Traditional Publishing or Self-Publishing?

Traditional publishing

In traditional publishing, the process varies between two categories.

For fiction and creative nonfiction (memoir, biography, etc.), you start with a completed manuscript. For other nonfiction categories, you start with a book proposal, with the promise to write the book after the proposal is accepted.

In either case, you need to be represented by a literary agent. Finding an agent to represent you can be a daunting process. There are good reasons for this, no matter how good your book is. It can take months or years to find an agent. Once you have one, and once they find a publisher interested in working with you, it typically takes between one and two years for the book to hit store shelves. This is normal.

In addition, the author’s royalties are, in round numbers, half of the margin on the book. The publisher gets the other half. The upside of commercial publishing is that the publisher pays the cost of production and generally gives the author an advance against future royalties that you don’t have to pay back if the book doesn’t sell (you have to pay them back if you never deliver a manuscript). The commercial publisher has access to bookstores and other big markets that you as an individual self-publisher do not have access to. So if your book is going to sell in the tens of thousands in bookstores, you want to be traditionally published.

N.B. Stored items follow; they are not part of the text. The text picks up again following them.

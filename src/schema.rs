//! Declaration files
//!
//! Resources are declared as `[resource.<type>.<name>]` tables. String
//! values may interpolate other resources' outputs with `${type.name.attr}`;
//! those are parsed into typed expressions here, once, at load time.

use anyhow::{Context, Result};
use declarative::{Expr, Lifecycle, Reference, Resource, ResourceId, Segment, types::is_identifier};
use regex::Regex;
use std::collections::BTreeMap;
use std::fs;
use std::path::{Path, PathBuf};
use std::sync::LazyLock;
use walkdir::WalkDir;

/// Default declaration file when no `-f` is given
pub const DEFAULT_FILE: &str = "infra.toml";

/// Settings file name, skipped when scanning directories
const SETTINGS_FILE: &str = "terrace.toml";

/// `$${` escape, or `${...}` interpolation
static INTERPOLATION: LazyLock<Regex> =
    LazyLock::new(|| Regex::new(r"\$\$\{|\$\{([^}]*)\}").unwrap());

#[derive(Debug, thiserror::Error)]
pub enum SchemaError {
    #[error("expected a [resource] table")]
    MissingResources,

    #[error("unknown top-level key '{0}', declarations live under [resource]")]
    UnknownKey(String),

    #[error("resource.{0} must be a table of named resources")]
    NotATypeTable(String),

    #[error("resource.{0} must be a table")]
    NotAResourceTable(String),

    #[error("invalid {kind} '{value}'")]
    InvalidName { kind: &'static str, value: String },

    #[error("{resource}.{attribute}: invalid reference '${{{text}}}', expected ${{type.name.attribute}}")]
    InvalidReference {
        resource: ResourceId,
        attribute: String,
        text: String,
    },

    #[error("{resource}.{attribute}: float value cannot be represented")]
    InvalidFloat {
        resource: ResourceId,
        attribute: String,
    },

    #[error("{resource}: invalid lifecycle block: {message}")]
    InvalidLifecycle {
        resource: ResourceId,
        message: String,
    },
}

/// Load declarations from files and directories, in path order.
pub fn load(paths: &[PathBuf]) -> Result<Vec<Resource>> {
    let default = [PathBuf::from(DEFAULT_FILE)];
    let paths = if paths.is_empty() { &default[..] } else { paths };

    let mut resources = Vec::new();
    for file in declaration_files(paths)? {
        let content = fs::read_to_string(&file)
            .with_context(|| format!("Could not read declarations: {}", file.display()))?;
        let parsed =
            parse(&content).with_context(|| format!("Invalid declarations in {}", file.display()))?;
        log::debug!("Loaded {} resources from {}", parsed.len(), file.display());
        resources.extend(parsed);
    }
    Ok(resources)
}

/// Expand directories into their `*.toml` files, sorted by path
fn declaration_files(paths: &[PathBuf]) -> Result<Vec<PathBuf>> {
    let mut files = Vec::new();
    for path in paths {
        if path.is_dir() {
            let mut found: Vec<PathBuf> = WalkDir::new(path)
                .follow_links(true)
                .into_iter()
                .filter_map(std::result::Result::ok)
                .filter(|e| e.file_type().is_file())
                .map(walkdir::DirEntry::into_path)
                .filter(|p| is_declaration_file(p))
                .collect();
            found.sort();
            files.extend(found);
        } else if path.exists() {
            files.push(path.clone());
        } else {
            anyhow::bail!("Declaration file not found: {}", path.display());
        }
    }
    Ok(files)
}

fn is_declaration_file(path: &Path) -> bool {
    path.extension().is_some_and(|ext| ext == "toml")
        && path.file_name().is_some_and(|name| name != SETTINGS_FILE)
}

/// Parse one declaration document
pub fn parse(content: &str) -> Result<Vec<Resource>> {
    let mut document: toml::Table = toml::from_str(content)?;
    let other_key = document.keys().find(|k| *k != "resource").cloned();
    if let Some(key) = other_key {
        return Err(SchemaError::UnknownKey(key).into());
    }

    let types = match document.remove("resource") {
        Some(toml::Value::Table(types)) => types,
        Some(_) | None => return Err(SchemaError::MissingResources.into()),
    };

    let mut resources = Vec::new();
    for (resource_type, named) in types {
        check_name("resource type", &resource_type)?;
        let toml::Value::Table(named) = named else {
            return Err(SchemaError::NotATypeTable(resource_type).into());
        };
        for (name, body) in named {
            check_name("resource name", &name)?;
            let id = ResourceId::new(resource_type.clone(), name);
            let toml::Value::Table(body) = body else {
                return Err(SchemaError::NotAResourceTable(id.to_string()).into());
            };
            resources.push(parse_resource(id, body)?);
        }
    }
    Ok(resources)
}

fn check_name(kind: &'static str, value: &str) -> Result<(), SchemaError> {
    if is_identifier(value) {
        Ok(())
    } else {
        Err(SchemaError::InvalidName {
            kind,
            value: value.to_string(),
        })
    }
}

fn parse_resource(id: ResourceId, mut body: toml::Table) -> Result<Resource> {
    let lifecycle = match body.remove("lifecycle") {
        Some(value) => value
            .try_into::<Lifecycle>()
            .map_err(|e| SchemaError::InvalidLifecycle {
                resource: id.clone(),
                message: e.to_string(),
            })?,
        None => Lifecycle::default(),
    };

    let mut resource = Resource::new(id.resource_type.clone(), id.name.clone()).with_lifecycle(lifecycle);
    for (attribute, value) in body {
        let expr = to_expr(&id, &attribute, value)?;
        resource.attributes.insert(attribute, expr);
    }
    Ok(resource)
}

/// Convert a TOML value, keeping plain literals whenever nothing inside
/// refers to another resource.
fn to_expr(id: &ResourceId, attribute: &str, value: toml::Value) -> Result<Expr, SchemaError> {
    let expr = match value {
        toml::Value::String(s) => parse_string(id, attribute, &s)?,
        toml::Value::Integer(n) => Expr::Literal(n.into()),
        toml::Value::Float(f) => serde_json::Number::from_f64(f)
            .map(|n| Expr::Literal(n.into()))
            .ok_or_else(|| SchemaError::InvalidFloat {
                resource: id.clone(),
                attribute: attribute.to_string(),
            })?,
        toml::Value::Boolean(b) => Expr::Literal(b.into()),
        toml::Value::Datetime(dt) => Expr::Literal(dt.to_string().into()),
        toml::Value::Array(items) => {
            let items = items
                .into_iter()
                .map(|item| to_expr(id, attribute, item))
                .collect::<Result<Vec<_>, _>>()?;
            collapse_list(items)
        }
        toml::Value::Table(table) => {
            let entries = table
                .into_iter()
                .map(|(k, v)| -> Result<(String, Expr), SchemaError> {
                    Ok((k, to_expr(id, attribute, v)?))
                })
                .collect::<Result<BTreeMap<_, _>, _>>()?;
            collapse_map(entries)
        }
    };
    Ok(expr)
}

fn collapse_list(items: Vec<Expr>) -> Expr {
    if items.iter().all(|e| matches!(e, Expr::Literal(_))) {
        let values = items
            .into_iter()
            .filter_map(|e| match e {
                Expr::Literal(v) => Some(v),
                _ => None,
            })
            .collect();
        Expr::Literal(serde_json::Value::Array(values))
    } else {
        Expr::List(items)
    }
}

fn collapse_map(entries: BTreeMap<String, Expr>) -> Expr {
    if entries.values().all(|e| matches!(e, Expr::Literal(_))) {
        let values = entries
            .into_iter()
            .filter_map(|(k, e)| match e {
                Expr::Literal(v) => Some((k, v)),
                _ => None,
            })
            .collect();
        Expr::Literal(serde_json::Value::Object(values))
    } else {
        Expr::Map(entries)
    }
}

/// Split a string into text and `${...}` references.
///
/// A string that is exactly one reference becomes `Expr::Ref`, so the
/// referenced value keeps its JSON type.
fn parse_string(id: &ResourceId, attribute: &str, s: &str) -> Result<Expr, SchemaError> {
    let mut segments: Vec<Segment> = Vec::new();
    let mut text = String::new();
    let mut last = 0;

    for caps in INTERPOLATION.captures_iter(s) {
        let Some(whole) = caps.get(0) else { continue };
        text.push_str(&s[last..whole.start()]);
        last = whole.end();

        match caps.get(1) {
            None => text.push_str("${"),
            Some(inner) => {
                let inner = inner.as_str().trim();
                let reference =
                    Reference::parse(inner).ok_or_else(|| SchemaError::InvalidReference {
                        resource: id.clone(),
                        attribute: attribute.to_string(),
                        text: inner.to_string(),
                    })?;
                if !text.is_empty() {
                    segments.push(Segment::Text(std::mem::take(&mut text)));
                }
                segments.push(Segment::Ref(reference));
            }
        }
    }
    text.push_str(&s[last..]);
    if !text.is_empty() {
        segments.push(Segment::Text(text));
    }

    Ok(match segments.as_slice() {
        [] => Expr::Literal(String::new().into()),
        [Segment::Text(t)] => Expr::Literal(t.clone().into()),
        [Segment::Ref(r)] => Expr::Ref(r.clone()),
        _ => Expr::Template(segments),
    })
}

#[cfg(test)]
mod tests {
    use super::*;
    use serde_json::json;
    use tempfile::TempDir;

    fn id(s: &str) -> ResourceId {
        s.parse().unwrap()
    }

    #[test]
    fn test_parse_declarations() {
        let resources = parse(
            r#"
            [resource.aws_vpc.main]
            cidr_block = "10.0.0.0/16"
            tags = { Name = "main" }

            [resource.aws_subnet.private]
            vpc_id = "${aws_vpc.main.id}"
            name = "private-${ aws_vpc.main.id }"
            count = 2

            [resource.aws_subnet.private.lifecycle]
            create_before_destroy = true
            replace_on = ["cidr_block"]
            depends_on = ["aws_vpc.main"]
            "#,
        )
        .unwrap();
        assert_eq!(resources.len(), 2);

        let subnet = resources.iter().find(|r| r.id == id("aws_subnet.private")).unwrap();
        assert_eq!(
            subnet.attributes["vpc_id"],
            Expr::reference(id("aws_vpc.main"), "id")
        );
        assert_eq!(
            subnet.attributes["name"],
            Expr::Template(vec![
                Segment::Text("private-".into()),
                Segment::Ref(Reference::new(id("aws_vpc.main"), "id")),
            ])
        );
        assert_eq!(subnet.attributes["count"], Expr::Literal(json!(2)));
        assert!(subnet.lifecycle.create_before_destroy);
        assert_eq!(subnet.lifecycle.depends_on, vec![id("aws_vpc.main")]);

        let vpc = resources.iter().find(|r| r.id == id("aws_vpc.main")).unwrap();
        assert_eq!(vpc.attributes["tags"], Expr::Literal(json!({"Name": "main"})));
    }

    #[test]
    fn test_nested_reference_keeps_structure() {
        let resources = parse(
            r#"
            [resource.aws_instance.web]
            security_groups = ["sg-base", "${aws_security_group.web.id}"]
            "#,
        )
        .unwrap();
        match &resources[0].attributes["security_groups"] {
            Expr::List(items) => {
                assert_eq!(items[0], Expr::Literal(json!("sg-base")));
                assert!(matches!(items[1], Expr::Ref(_)));
            }
            other => panic!("expected list, got {other:?}"),
        }
    }

    #[test]
    fn test_escaped_interpolation_is_literal() {
        let resources = parse(
            r#"
            [resource.script.hello]
            body = "echo $${HOME}"
            "#,
        )
        .unwrap();
        assert_eq!(
            resources[0].attributes["body"],
            Expr::Literal(json!("echo ${HOME}"))
        );
    }

    #[test]
    fn test_invalid_reference() {
        let err = parse(
            r#"
            [resource.aws_subnet.a]
            vpc_id = "${aws_vpc.main}"
            "#,
        )
        .unwrap_err();
        assert!(err.to_string().contains("invalid reference"));
    }

    #[test]
    fn test_unknown_lifecycle_field() {
        let result = parse(
            r#"
            [resource.aws_vpc.main.lifecycle]
            ignore_changes = ["tags"]
            "#,
        );
        assert!(result.is_err());
    }

    #[test]
    fn test_unknown_top_level_key() {
        assert!(parse("[variable.region]\ndefault = \"eu\"\n").is_err());
    }

    #[test]
    fn test_load_directory_skips_settings() {
        let dir = TempDir::new().unwrap();
        fs::write(
            dir.path().join("network.toml"),
            "[resource.aws_vpc.main]\ncidr_block = \"10.0.0.0/16\"\n",
        )
        .unwrap();
        fs::create_dir(dir.path().join("compute")).unwrap();
        fs::write(
            dir.path().join("compute").join("web.toml"),
            "[resource.aws_instance.web]\nsubnet = \"${aws_vpc.main.id}\"\n",
        )
        .unwrap();
        fs::write(dir.path().join("terrace.toml"), "[apply]\njobs = 2\n").unwrap();
        fs::write(dir.path().join("README.md"), "not toml").unwrap();

        let resources = load(&[dir.path().to_path_buf()]).unwrap();
        let ids: Vec<String> = resources.iter().map(|r| r.id.to_string()).collect();
        assert_eq!(ids, vec!["aws_instance.web", "aws_vpc.main"]);
    }

    #[test]
    fn test_missing_file() {
        assert!(load(&[PathBuf::from("/nonexistent/infra.toml")]).is_err());
    }
}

In self-publishing, you take on all the roles and responsibilities of the publisher. You put money at risk, and you get to keep all of the profits in return.

The upside of self-publishing is that you get the book out much faster, typically within six months from when you have a finished manuscript. The downside is that you don’t have access to the kinds of retailers a large publisher has access to. But this is not necessarily a problem. For a book aimed at a niche audience, a bookstore is the worst possible place to sell books. You will be much more successful using social media and personal networks.

You can also be much more nimble in responding to reader feedback than a trade publisher can be. And as the publisher, you have complete control over the quality of the book.

Which pays better?

Don’t quit your day job. A tiny percentage of authors make a living writing books, whether traditionally published or self-published. Write the book because you’re driven to write it, not because it’s going to turn a profit. Few books earn a significant profit, no matter who publishes them.